NEW YORK (Reuters Health) Dec 27 - In people with impaired glucose tolerance and other cardiovascular risk factors, use of diuretics or statins is tied to an increased risk of new-onset diabetes, according to re-analysis of data from a large trial.
The clinical implications, Dr. Henry Krum told Reuters Health by email, "are that patients receiving diuretics and statins should be regularly and closely monitored regarding their glycemic control as they are at increased risk for diabetes."
In a paper online December 9 in the British Medical Journal, Dr. Krum of Monash University in Melbourne, Australia, and colleagues note that despite the overwhelming benefits of these drugs and beta-blockers on cardiovascular outcomes, recent evidence suggests that long-term use may increase the risk of diabetes.
To investigate further, the researchers examined data from a trial involving more than 24,000 patients with impaired glucose tolerance. Many had never taken the agents in question before.

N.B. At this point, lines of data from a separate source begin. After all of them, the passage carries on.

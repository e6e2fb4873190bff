//! Pure functions over an arrangement, testable without audio or storage.

use crate::arrangement::Arrangement;
use daw_render::RenderClip;
use daw_transport::{AssetId, Clip};
use std::collections::HashSet;

fn has_usable_width(clip: &Clip) -> bool {
    clip.width.is_finite() && clip.width > 0.0
}

/// Clips converted to seconds under the arrangement's current time mode.
pub fn render_clips(arrangement: &Arrangement) -> Vec<RenderClip> {
    let time = arrangement.time();
    arrangement
        .clips()
        .filter(|clip| {
            let usable = has_usable_width(clip);
            if !usable {
                log::warn!("leaving clip {:?} out of the mix: invalid width", clip.id);
            }
            usable
        })
        .map(|clip| RenderClip {
            clip_id: clip.id,
            asset: clip.asset.clone(),
            start_secs: time.to_seconds(clip.start),
            duration_secs: time.to_seconds(clip.width),
        })
        .collect()
}

/// End of the last clip, in position units.
pub fn content_end(arrangement: &Arrangement) -> f64 {
    arrangement
        .clips()
        .filter(|clip| has_usable_width(clip))
        .map(Clip::end)
        .fold(0.0, f64::max)
}

pub fn content_end_secs(arrangement: &Arrangement) -> f64 {
    arrangement.time().to_seconds(content_end(arrangement))
}

/// Every asset still placed somewhere in the arrangement.
pub fn referenced_assets(arrangement: &Arrangement) -> HashSet<AssetId> {
    arrangement.clips().map(|clip| clip.asset.id).collect()
}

Of these patients, during a median of five years of follow-up, beta-blockers were started in 915 (16.2%), diuretics in 1,316 (20.7%) and statins in 1,353 (22.0%).Use of a calcium channel blocker was employed as a metabolically neutral control; these were started in 1,171 participants (18.6%).
After adjustment, in this treatment-naïve population, diuretics were associated with a significantly increased risk of new onset diabetes (hazard ratio, 1.23). This was also true of statins (HR,1.32), but not of beta-blockers.
Among shortcomings of the study say the investigators, is the lack of information about dosages and the fact that outcome was not stratified by duration of use.
"Our findings suggest that glycaemia should be better monitored when these drugs are initiated in high risk patients," the researchers write.